We have a terraform deployment that creates an auto-scaling group for EC2 instances that we use as docker hosts in an ECS cluster. On the cluster there are tasks running. Replacing the tasks (e.g. with a newer version) works fine (by creating a new task definition revision and updating the service -- AWS will perform a rolling update). However, how can I easily replace the EC2 host instances with newer ones without any downtime?

I'd like to do this to e.g. have a change to the ASG launch configuration take effect, for example switching to a different EC2 instance type.

I've tried a few things, here's what I think gets closest to what I want:

  1. Drain one instance. The tasks will be distributed to the remaining instances.
  2. Once no tasks are running in that instance anymore, terminate it.
  3. Wait for the ASG to spin up a new instance.
  4. Repeat steps 1 to 3 until all instances are new.
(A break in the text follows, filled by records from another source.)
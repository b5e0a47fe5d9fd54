//! Guest-visible handles for foreign classes and objects

pub mod class;
pub mod object;
pub mod table;

pub use class::{GuestMethod, ProxyClass};
pub use object::ProxyObject;
pub use table::ClassTable;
This works almost. The problem is that:

  1. It's manual and therefore error prone.
  2. After this process one of the instances (the last one that was spun up) is running 0 (zero) tasks.

Is there a better, automated way of doing this? Also, is there a way to re-distribute the tasks in an ECS cluster (without creating a new task revision)?

1
I've just updated my old answer at stackoverflow.com/a/39977487/2291321 because (as mentioned in the original comments) it didn't take into account safely draining ECS tasks from the old ASG before destroying them which led to a service interruption.ydaetskcoR

1 Answers

0
votes

Prior to making changes make sure you have the ASG spanned across multiple availability zones and so are the containers. This ensures High Availability when instances are down in one Zone.

You can configure an update policy of Autoscaling group with AutoScalingRollingUpgrade where you can set MinInstanceInService and MinSuccessfulInstancesPercent to a higher value to maintain slow and safe rolling upgrade.

You may go through this documentation to find further tweaks. To automate this process, you can use terraform to update the ASG launch configuration, this will update the ASG with a new version of launch configuration and trigger a rolling upgrade.